Strain relief annealing was performed at C for 3 hours. The magnetic properties of the G material at this time are Boo'''1.933 (T), Wtt/s.=
0.86 (w/kg), and a significant improvement in magnetism was achieved.

Example 4 CO, 045%, St 3.25%, Mn O, 0
65%, Mo 0.012%, SeO, 019%
A hot-rolled plate obtained by hot rolling a silicon steel slab containing 0.025% of Sb and 0.025% of Sb, and the balance consisting of Fe and unavoidable impurities to a thickness of 2.3 mm was used as the H material, and Example 10A
Materials A and H were butted against the ends of the hot-rolled sheets with the rolling directions of each material being the same, and a mixture of graphite powder and mineral oil was applied to the joint, followed by laser welding.

This welded material was subjected to homogenization annealing at 900'C for 3 minutes, then subjected to a first cold rolling to give an intermediate plate thickness of 0.601 m, and then subjected to intermediate annealing at 950'C for 3 minutes. After that, a second cold rolling was performed to obtain a cold rolled sheet with a vi thickness of 0.23 mm.Next, it was decarburized in wet hydrogen at 850°C for 25 minutes, and then rolled in the rolling direction using a roll with protrusions. 6m
Strain strips of 1% and having a width of 3 ma+ and intersecting the rolling direction at m intervals were introduced into only half of the A material in the rolling direction.

Next, apply MgO annealing separator, and after drying, R-
After giving a curve with a curvature of 5001 and performing secondary recrystallization annealing at 850°C for 30 hours, the temperature was raised at a rate of 20°C/h and purification annealing was performed at 1200°C for 20 hours. .

Furthermore, after applying an insulating coating mainly composed of phosphate, strain relief annealing was performed at 800"C for 3 hours.The magnetic properties of material A at this time corresponded to the region where no strain was introduced, and =1.925 (T).

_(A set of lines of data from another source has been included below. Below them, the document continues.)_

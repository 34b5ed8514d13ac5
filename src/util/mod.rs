//! Utility modules.

pub mod config;
pub mod context;
pub mod fs;
pub mod process;
pub mod shell;

pub use config::Config;
pub use context::GlobalContext;
pub use shell::{Shell, Status};
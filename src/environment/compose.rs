//! Command environment composition.
//!
//! The environment of a build subprocess is the current process environment
//! plus the contributions of every already-installed dependency, applied in
//! dependency order from each dependency's `share/<name>/package.dsv`.

use std::collections::BTreeMap;
use std::path::{Path, PathBuf};

use tracing::{debug, trace, warn};

use crate::environment::dsv::{self, DsvEntry};
use crate::environment::errors::EnvironmentError;
use crate::environment::hook::package_dsv_path;

/// Nesting limit for `source` lines.
const MAX_SOURCE_DEPTH: usize = 16;

/// An already-installed dependency of the package being built.
#[derive(Debug, Clone, PartialEq, Eq)]
pub struct InstalledDependency {
    /// Package name
    pub name: String,
    /// Install prefix the dependency was installed into
    pub prefix: PathBuf,
}

impl InstalledDependency {
    pub fn new(name: impl Into<String>, prefix: impl Into<PathBuf>) -> Self {
        InstalledDependency {
            name: name.into(),
            prefix: prefix.into(),
        }
    }
}

/// Snapshot of the current process environment.
///
/// Variables that are not valid UTF-8 are left out; the process builder
/// passes them to the child unchanged.
pub fn process_environment() -> BTreeMap<String, String> {
    std::env::vars_os()
        .filter_map(|(key, value)| match (key.into_string(), value.into_string()) {
            (Ok(key), Ok(value)) => Some((key, value)),
            (key, _) => {
                warn!(
                    variable = ?key,
                    "non UTF-8 environment variable is passed through without dependency hooks"
                );
                None
            }
        })
        .collect()
}

async fn load_dsv(path: &Path) -> Result<Vec<DsvEntry>, EnvironmentError> {
    let content = tokio::fs::read_to_string(path)
        .await
        .map_err(|source| EnvironmentError::Read {
            path: path.to_path_buf(),
            source,
        })?;
    dsv::parse(&content, path)
}

/// Apply one dependency's package script to `env`.
pub async fn apply_dependency(
    env: &mut BTreeMap<String, String>,
    dependency: &InstalledDependency,
) -> Result<(), EnvironmentError> {
    let package_dsv = dependency.prefix.join(package_dsv_path(&dependency.name));
    if !package_dsv.is_file() {
        return Err(EnvironmentError::MissingPackageScript {
            package: dependency.name.clone(),
            path: package_dsv,
        });
    }

    // Depth-first over `source` lines, preserving line order
    let mut stack = vec![load_dsv(&package_dsv).await?.into_iter()];
    while let Some(entries) = stack.last_mut() {
        let Some(entry) = entries.next() else {
            stack.pop();
            continue;
        };

        match entry {
            DsvEntry::Source { path } => {
                let sourced = dependency.prefix.join(&path);
                if sourced.extension().and_then(|e| e.to_str()) != Some("dsv") {
                    trace!(path = %sourced.display(), "ignoring non-dsv source");
                    continue;
                }
                if stack.len() >= MAX_SOURCE_DEPTH {
                    return Err(EnvironmentError::SourceDepthExceeded { path: package_dsv });
                }
                stack.push(load_dsv(&sourced).await?.into_iter());
            }
            variable => dsv::apply(env, &dependency.prefix, &variable)?,
        }
    }

    Ok(())
}

/// Compose the environment for a build subprocess.
///
/// `dependencies` must be in topological order; later entries end up first
/// in prepended path lists. The result is also written to
/// `<build_base>/colcon_command_prefix_<task>.env` for inspection.
pub async fn get_command_environment(
    task_name: &str,
    build_base: &Path,
    base: BTreeMap<String, String>,
    dependencies: &[InstalledDependency],
) -> Result<BTreeMap<String, String>, EnvironmentError> {
    let mut env = base;
    for dependency in dependencies {
        apply_dependency(&mut env, dependency).await?;
    }

    let snapshot = build_base.join(format!("colcon_command_prefix_{}.env", task_name));
    write_snapshot(&snapshot, &env)
        .await
        .map_err(|source| EnvironmentError::Write {
            path: snapshot.clone(),
            source,
        })?;

    debug!(
        task = task_name,
        dependencies = dependencies.len(),
        snapshot = %snapshot.display(),
        "composed command environment"
    );
    Ok(env)
}

async fn write_snapshot(path: &Path, env: &BTreeMap<String, String>) -> std::io::Result<()> {
    if let Some(parent) = path.parent() {
        tokio::fs::create_dir_all(parent).await?;
    }
    let mut content = String::new();
    for (key, value) in env {
        content.push_str(key);
        content.push('=');
        content.push_str(value);
        content.push('\n');
    }
    tokio::fs::write(path, content).await
}
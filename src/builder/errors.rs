//! Build error types.

use thiserror::Error;

/// Unrecoverable error during a package build.
///
/// A subprocess exiting non-zero is not an error here; it is reported as a
/// failed [`BuildOutcome`](crate::ops::build::BuildOutcome).
#[derive(Debug, Error)]
pub enum BuildError {
    #[error("could not find `{executable}` executable; install rebar3 or set {variable}")]
    ExecutableNotFound {
        variable: String,
        executable: String,
    },

    #[error("failed to run `{command}`")]
    Spawn {
        command: String,
        #[source]
        source: anyhow::Error,
    },

    #[error("failed to install package `{package}`")]
    Install {
        package: String,
        #[source]
        source: anyhow::Error,
    },

    #[error("failed to create environment scripts for `{package}`")]
    Hooks {
        package: String,
        #[source]
        source: anyhow::Error,
    },
}
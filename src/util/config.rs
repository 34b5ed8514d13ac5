//! Configuration file support.
//!
//! Two configuration file locations are read:
//! - Global: `~/.colcon-rebar3/config.toml` - User-wide defaults
//! - Project: `.colcon-rebar3/config.toml` - Workspace-specific overrides
//!
//! Project config takes precedence over global config, and command-line flags
//! take precedence over both.

use std::path::{Path, PathBuf};

use anyhow::{Context, Result};
use serde::{Deserialize, Serialize};

/// Name of the directory holding configuration files.
pub const CONFIG_DIR_NAME: &str = ".colcon-rebar3";

/// Top-level configuration.
#[derive(Debug, Clone, Default, PartialEq, Serialize, Deserialize)]
#[serde(default)]
pub struct Config {
    /// rebar3 invocation settings
    pub rebar3: Rebar3Config,

    /// Build settings
    pub build: BuildConfig,
}

/// rebar3 invocation settings.
#[derive(Debug, Clone, Default, PartialEq, Serialize, Deserialize)]
#[serde(default)]
pub struct Rebar3Config {
    /// Explicit path to the rebar3 executable
    pub command: Option<PathBuf>,

    /// Extra arguments for `rebar3 compile`. An empty list clears a
    /// lower-precedence setting.
    pub build_args: Option<Vec<String>>,

    /// Extra arguments for `rebar3 release`
    pub release_args: Option<Vec<String>>,
}

/// Build settings.
#[derive(Debug, Clone, Default, PartialEq, Serialize, Deserialize)]
#[serde(default)]
pub struct BuildConfig {
    /// Do not write environment scripts after install
    pub skip_hook_creation: Option<bool>,
}

impl Config {
    /// Load configuration from a file.
    pub fn load(path: &Path) -> Result<Self> {
        let contents = std::fs::read_to_string(path)
            .with_context(|| format!("failed to read config file: {}", path.display()))?;

        toml::from_str(&contents)
            .with_context(|| format!("failed to parse config file: {}", path.display()))
    }

    /// Load configuration with fallback to defaults if file doesn't exist.
    pub fn load_or_default(path: &Path) -> Self {
        if path.exists() {
            Self::load(path).unwrap_or_else(|e| {
                tracing::warn!("Failed to load config from {}: {:#}", path.display(), e);
                Self::default()
            })
        } else {
            Self::default()
        }
    }

    /// Merge another config into this one (other takes precedence).
    pub fn merge(&mut self, other: Config) {
        if other.rebar3.command.is_some() {
            self.rebar3.command = other.rebar3.command;
        }
        // Argument lists are replaced, not concatenated
        if other.rebar3.build_args.is_some() {
            self.rebar3.build_args = other.rebar3.build_args;
        }
        if other.rebar3.release_args.is_some() {
            self.rebar3.release_args = other.rebar3.release_args;
        }

        if other.build.skip_hook_creation.is_some() {
            self.build.skip_hook_creation = other.build.skip_hook_creation;
        }
    }
}

/// Load merged configuration from global and project locations.
///
/// Order of precedence (highest to lowest):
/// 1. Project config (.colcon-rebar3/config.toml)
/// 2. Global config (~/.colcon-rebar3/config.toml)
/// 3. Defaults
pub fn load_config(global_path: Option<&Path>, project_path: &Path) -> Config {
    let mut config = Config::default();

    if let Some(global_path) = global_path {
        config.merge(Config::load_or_default(global_path));
    }

    config.merge(Config::load_or_default(project_path));

    config
}

/// Get the global config directory (~/.colcon-rebar3).
pub fn global_config_dir() -> Option<PathBuf> {
    directories::BaseDirs::new().map(|b| b.home_dir().join(CONFIG_DIR_NAME))
}

/// Get the global config path (~/.colcon-rebar3/config.toml).
pub fn global_config_path() -> Option<PathBuf> {
    global_config_dir().map(|dir| dir.join("config.toml"))
}

/// Get the project config path (.colcon-rebar3/config.toml).
pub fn project_config_path(workspace_root: &Path) -> PathBuf {
    workspace_root.join(CONFIG_DIR_NAME).join("config.toml")
}
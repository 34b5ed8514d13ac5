//! Global context for command execution.
//!
//! Provides centralized access to the working directory and configuration.

use std::path::{Path, PathBuf};

use anyhow::{Context, Result};

use crate::util::config::{global_config_path, load_config, project_config_path, Config};

/// Global context containing configuration and paths.
#[derive(Debug, Clone)]
pub struct GlobalContext {
    /// Current working directory
    cwd: PathBuf,

    /// Global configuration file, if a home directory is known
    global_config: Option<PathBuf>,

    /// Whether to use verbose output
    verbose: bool,
}

impl GlobalContext {
    /// Create a new GlobalContext with defaults.
    pub fn new() -> Result<Self> {
        let cwd = std::env::current_dir().context("failed to get current directory")?;

        Ok(GlobalContext {
            cwd,
            global_config: global_config_path(),
            verbose: false,
        })
    }

    /// Create a GlobalContext with a specific working directory.
    pub fn with_cwd(cwd: PathBuf) -> Result<Self> {
        let mut ctx = Self::new()?;
        ctx.cwd = cwd;
        Ok(ctx)
    }

    /// Use a specific global configuration file.
    pub fn with_global_config(mut self, path: Option<PathBuf>) -> Self {
        self.global_config = path;
        self
    }

    /// Set verbose mode.
    pub fn set_verbose(&mut self, verbose: bool) {
        self.verbose = verbose;
    }

    /// Get the current working directory.
    pub fn cwd(&self) -> &Path {
        &self.cwd
    }

    /// Check if verbose mode is enabled.
    pub fn is_verbose(&self) -> bool {
        self.verbose
    }

    /// Resolve a user-supplied path against the working directory.
    pub fn resolve(&self, path: &Path) -> PathBuf {
        if path.is_absolute() {
            path.to_path_buf()
        } else {
            self.cwd.join(path)
        }
    }

    /// Get the global configuration file path.
    pub fn global_config_path(&self) -> Option<&Path> {
        self.global_config.as_deref()
    }

    /// Get the project configuration file path.
    pub fn project_config_path(&self) -> PathBuf {
        project_config_path(&self.cwd)
    }

    /// Load merged global and project configuration.
    pub fn config(&self) -> Config {
        load_config(self.global_config_path(), &self.project_config_path())
    }
}
//! Editable definitions of elastic tables.

use std::collections::BTreeMap;

use serde::{Deserialize, Serialize};
use tablemap_core::{DynamicMembers, TableKind, ValueType};

use crate::mapping::TableMapping;

/// The column set of an elastic table, as a caller edits it.
///
/// Hand the edited definition to
/// [`Orm::update_definition`](crate::Orm::update_definition) to add the new
/// columns and drop the listed ones.
#[derive(Debug, Clone, PartialEq, Eq, Serialize, Deserialize)]
pub struct TableDefinition {
    pub type_name: String,
    pub table_name: String,
    pub kind: TableKind,
    /// Transact columns by name.
    pub columns: BTreeMap<String, ValueType>,
    /// Columns to drop on the next update.
    #[serde(default)]
    pub dropped_columns: Vec<String>,
}

impl TableDefinition {
    pub fn from_mapping(mapping: &TableMapping) -> Self {
        Self {
            type_name: mapping.type_name().to_string(),
            table_name: mapping.table_name().to_string(),
            kind: mapping.kind(),
            columns: mapping
                .transact_mappings()
                .map(|m| (m.name().to_string(), m.column.value_type))
                .collect(),
            dropped_columns: Vec::new(),
        }
    }

    /// Returns `true` if the definition has a column named `name`, ignoring case.
    pub fn contains(&self, name: &str) -> bool {
        self.columns.keys().any(|c| c.eq_ignore_ascii_case(name))
    }

    /// Adds a column. Returns `false` if it already exists.
    pub fn add_column(&mut self, name: &str, value_type: ValueType) -> bool {
        if self.contains(name) {
            return false;
        }
        self.dropped_columns.retain(|d| !d.eq_ignore_ascii_case(name));
        self.columns.insert(name.to_string(), value_type);
        true
    }

    /// Marks a column for dropping.
    pub fn drop_column(&mut self, name: &str) {
        self.columns.retain(|c, _| !c.eq_ignore_ascii_case(name));
        if !self.dropped_columns.iter().any(|d| d.eq_ignore_ascii_case(name)) {
            self.dropped_columns.push(name.to_string());
        }
    }

    /// Adds a column for every member not yet defined.
    ///
    /// NULL members carry no type and are skipped. Returns the number of
    /// columns added.
    pub fn include_members(&mut self, members: &DynamicMembers) -> usize {
        members
            .iter()
            .filter_map(|(name, value)| Some((name, value.value_type()?)))
            .filter(|(name, value_type)| self.add_column(name, *value_type))
            .count()
    }
}

#[cfg(test)]
mod tests {
    use super::*;
    use crate::mapping::ColumnMapping;
    use tablemap_core::Value;

    fn definition() -> TableDefinition {
        let kind = TableKind::ElasticDeclared;
        let mapping = TableMapping::new(
            "shop.Item",
            "shop$Item",
            kind,
            vec![ColumnMapping::declared("Name", "Name", ValueType::String, kind)],
        );
        TableDefinition::from_mapping(&mapping)
    }

    #[test]
    fn test_from_mapping_skips_row_identity() {
        let def = definition();
        assert_eq!(def.columns.len(), 1);
        assert_eq!(def.columns.get("Name"), Some(&ValueType::String));
    }

    #[test]
    fn test_include_members() {
        let mut def = definition();
        let mut members = DynamicMembers::new();
        members.set("Color", "red");
        members.set("name", "dup");
        members.set("Weight", Value::Null);
        members.set("Size", 3_i32);
        assert_eq!(def.include_members(&members), 2);
        assert_eq!(def.columns.get("Color"), Some(&ValueType::String));
        assert_eq!(def.columns.get("Size"), Some(&ValueType::Int32));
        assert!(!def.contains("Weight"));
        assert!(!def.columns.contains_key("name"));
    }

    #[test]
    fn test_drop_then_add() {
        let mut def = definition();
        def.add_column("Age", ValueType::Int32);
        def.drop_column("age");
        assert!(!def.contains("Age"));
        assert_eq!(def.dropped_columns, vec!["age"]);
        assert!(def.add_column("AGE", ValueType::Int64));
        assert!(def.dropped_columns.is_empty());
    }

    #[test]
    fn test_yaml_round_trip() {
        let def = definition();
        let yaml = serde_yaml::to_string(&def).unwrap();
        let parsed: TableDefinition = serde_yaml::from_str(&yaml).unwrap();
        assert_eq!(parsed, def);
    }
}
//! Procedural resources.
//!
//! A procedural resource is an elastic entity type created at runtime by
//! cloning a declared elastic base type under a new name. Its metadata is
//! kept in the engine-owned `tablemap.ProceduralResource` table so the
//! types can be restored when the store is reopened.

use std::fmt;
use std::str::FromStr;

use serde::{Deserialize, Serialize};
use tablemap_core::{
    DeclarationError, Entity, EntityType, PropertyDescriptor, RESERVED_NAMESPACE, TableKind,
};
use tracing::{info, warn};

use crate::error::{OrmError, Result};
use crate::mapping::TableMapping;
use crate::orm::Orm;
use crate::registry::lock;
use crate::table::Table;

/// Type name of the resource metadata table.
pub const PROCEDURAL_RESOURCE_TYPE: &str = "tablemap.ProceduralResource";

/// Request methods a resource accepts.
#[derive(Debug, Clone, Copy, PartialEq, Eq, Hash, Serialize, Deserialize)]
#[serde(rename_all = "UPPERCASE")]
pub enum Method {
    Get,
    Post,
    Put,
    Patch,
    Delete,
    Report,
    Head,
}

impl Method {
    pub const ALL: [Method; 7] = [
        Method::Get,
        Method::Post,
        Method::Put,
        Method::Patch,
        Method::Delete,
        Method::Report,
        Method::Head,
    ];

    pub const fn as_str(self) -> &'static str {
        match self {
            Method::Get => "GET",
            Method::Post => "POST",
            Method::Put => "PUT",
            Method::Patch => "PATCH",
            Method::Delete => "DELETE",
            Method::Report => "REPORT",
            Method::Head => "HEAD",
        }
    }
}

impl fmt::Display for Method {
    fn fmt(&self, f: &mut fmt::Formatter<'_>) -> fmt::Result {
        f.write_str(self.as_str())
    }
}

impl FromStr for Method {
    type Err = String;

    fn from_str(s: &str) -> std::result::Result<Self, Self::Err> {
        Method::ALL
            .into_iter()
            .find(|m| m.as_str().eq_ignore_ascii_case(s.trim()))
            .ok_or_else(|| format!("unknown method: {s}"))
    }
}

/// Stored metadata of one procedural resource.
#[derive(Debug, Clone, Default, PartialEq, Eq)]
pub struct ProceduralResource {
    pub row_id: i64,
    pub name: String,
    pub description: Option<String>,
    pub table_name: String,
    pub base_type_name: String,
    pub methods: Vec<Method>,
}

impl Entity for ProceduralResource {
    fn row_id(&self) -> i64 {
        self.row_id
    }

    fn set_row_id(&mut self, row_id: i64) {
        self.row_id = row_id;
    }
}

impl ProceduralResource {
    /// The engine-owned entity type of the metadata table.
    pub fn entity_type() -> Result<EntityType<Self>> {
        Ok(EntityType::builder(PROCEDURAL_RESOURCE_TYPE)
            .constructor(Self::default)
            .engine_owned()
            .property(PropertyDescriptor::new(
                "Name",
                |r: &Self| r.name.clone(),
                |r, v| r.name = v,
            ))
            .property(PropertyDescriptor::new(
                "Description",
                |r: &Self| r.description.clone(),
                |r, v| r.description = v,
            ))
            .property(PropertyDescriptor::new(
                "TableName",
                |r: &Self| r.table_name.clone(),
                |r, v| r.table_name = v,
            ))
            .property(PropertyDescriptor::new(
                "BaseTypeName",
                |r: &Self| r.base_type_name.clone(),
                |r, v| r.base_type_name = v,
            ))
            .property(PropertyDescriptor::new(
                "AvailableMethods",
                |r: &Self| r.methods_string(),
                |r, v: String| r.methods = parse_methods(&v),
            ))
            .build()?)
    }

    /// Methods as a comma-separated list.
    pub fn methods_string(&self) -> String {
        self.methods
            .iter()
            .map(|m| m.as_str())
            .collect::<Vec<_>>()
            .join(",")
    }
}

fn parse_methods(text: &str) -> Vec<Method> {
    text.split(',')
        .filter(|s| !s.trim().is_empty())
        .filter_map(|s| match s.parse() {
            Ok(method) => Some(method),
            Err(e) => {
                warn!(error = %e, "skipping stored method");
                None
            }
        })
        .collect()
}

/// Creates, restores and drops procedural resources cloned from one
/// elastic base type.
pub struct ProceduralFactory<'o, E: Entity> {
    orm: &'o Orm,
    base: EntityType<E>,
    resources: Table<'o, ProceduralResource>,
}

impl<'o, E: Entity> ProceduralFactory<'o, E> {
    /// Binds a factory to an elastic declared base type.
    ///
    /// Registers the metadata table if needed.
    ///
    /// # Errors
    ///
    /// Returns [`DeclarationError::NotElastic`] if `base` is not an elastic
    /// declared type.
    pub fn new(orm: &'o Orm, base: &EntityType<E>) -> Result<Self> {
        if base.kind() != TableKind::ElasticDeclared {
            return Err(DeclarationError::NotElastic(base.name().to_string()).into());
        }
        let resources = orm.ensure_schema(&ProceduralResource::entity_type()?)?;
        Ok(Self {
            orm,
            base: base.clone(),
            resources,
        })
    }

    pub fn base(&self) -> &EntityType<E> {
        &self.base
    }

    /// Resources cloned from this factory's base type.
    pub fn list(&self) -> Result<Vec<ProceduralResource>> {
        let resources = self.resources.select(&[])?;
        Ok(resources
            .into_iter()
            .filter(|r| r.base_type_name.eq_ignore_ascii_case(self.base.name()))
            .collect())
    }

    /// Finds a resource by name, ignoring case.
    pub fn get(&self, name: &str) -> Result<Option<ProceduralResource>> {
        Ok(self
            .list()?
            .into_iter()
            .find(|r| r.name.eq_ignore_ascii_case(name)))
    }

    /// Creates a procedural resource and its table.
    ///
    /// # Errors
    ///
    /// Returns [`OrmError::DuplicateResource`] if a resource or registered
    /// type of that name exists, or a [`DeclarationError`] if `name` is not
    /// a valid type name.
    pub fn create(
        &self,
        name: &str,
        description: Option<&str>,
        methods: &[Method],
    ) -> Result<EntityType<E>> {
        if name.to_ascii_lowercase().starts_with(RESERVED_NAMESPACE) {
            return Err(DeclarationError::ReservedNamespace(name.to_string()).into());
        }
        if self.get(name)?.is_some() || self.orm.registry().contains(name) {
            return Err(OrmError::DuplicateResource(name.to_string()));
        }
        let entity_type = self.base.procedural(name)?;
        self.orm.ensure_schema(&entity_type)?;
        let mut resource = [ProceduralResource {
            row_id: 0,
            name: name.to_string(),
            description: description.map(str::to_string),
            table_name: entity_type.table_name().to_string(),
            base_type_name: self.base.name().to_string(),
            methods: methods.to_vec(),
        }];
        self.resources.insert(&mut resource)?;
        info!(resource = %name, table = %entity_type.table_name(), "created procedural resource");
        Ok(entity_type)
    }

    /// Re-registers every stored resource of this base type.
    pub fn restore(&self) -> Result<Vec<EntityType<E>>> {
        let mut restored = Vec::new();
        for resource in self.list()? {
            let entity_type = self.base.procedural(&resource.name)?;
            self.orm.ensure_schema(&entity_type)?;
            restored.push(entity_type);
        }
        info!(base = %self.base.name(), count = restored.len(), "restored procedural resources");
        Ok(restored)
    }

    /// Binds a created resource to its table.
    pub fn table(&self, name: &str) -> Result<Table<'o, E>> {
        let resource = self
            .get(name)?
            .ok_or_else(|| OrmError::UnknownType(name.to_string()))?;
        self.orm.table(&self.base.procedural(&resource.name)?)
    }

    /// Drops a resource, its table and its registration.
    ///
    /// Returns `false` if no such resource exists.
    pub fn drop(&self, name: &str) -> Result<bool> {
        let Some(resource) = self.get(name)? else {
            return Ok(false);
        };
        let conn = self.orm.database().connect()?;
        match self.orm.registry().get(&resource.name) {
            Some(shared) => lock(&shared).drop_table(&conn)?,
            None => {
                let entity_type = self.base.procedural(&resource.name)?;
                TableMapping::from_entity_type(&entity_type).drop_table(&conn)?;
            }
        }
        self.orm.registry().remove(&resource.name);
        self.resources.delete(std::slice::from_ref(&resource))?;
        info!(resource = %resource.name, "dropped procedural resource");
        Ok(true)
    }
}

Lt/5o = 0.88 (w/kg), whereas B1° = 1.92 for the region where strain was introduced.
5 (T).

Wl? /S. -0.84 (w/kg), and a significant improvement in magnetism was achieved.

(Effects of the Invention) Thus, according to the present invention, artificial differences in the growth rate of secondary recrystallized grains can be eliminated by partitioning the steel sheet before secondary recrystallization into areas where the amount of introduced strain is high and areas where the amount of strain is low. By providing this, it is possible to increase the number of secondary grain boundaries, that is, to subdivide the secondary grains, and in turn, to reduce the magnetic properties, especially the iron loss, which does not deteriorate even during strain relief annealing, and furthermore, it greatly contributes to energy conservation. be.

Patent applicant: Kawasaki Steel Corporation

Claims (1)

[Claims] 1. A unidirectional electrical steel sheet is produced by hot rolling a silicon-containing steel slab, then annealing and cold rolling at least once, and then final finish annealing. For this purpose, a method for manufacturing a steel sheet with excellent magnetic properties, which includes a step of applying local strain to the steel sheet before final annealing, and a step of welding a material for forming secondary recrystallized nuclei to the edge of the steel sheet. A method for producing unidirectional electrical steel sheets. 2. The method according to claim 1, wherein the imparting of local strain involves partially heating the steel plate during cold rolling. 3. The method according to claim 1, wherein the local strain is applied by partially carburizing the steel plate in any step before annealing. 4. The method according to claim 1, wherein the application of local strain involves partially decarburizing the steel plate in any step before annealing. 5. The method according to claim 1, wherein the imparting of local strain involves directly introducing strain into the steel plate by a mechanical method immediately before final finish annealing.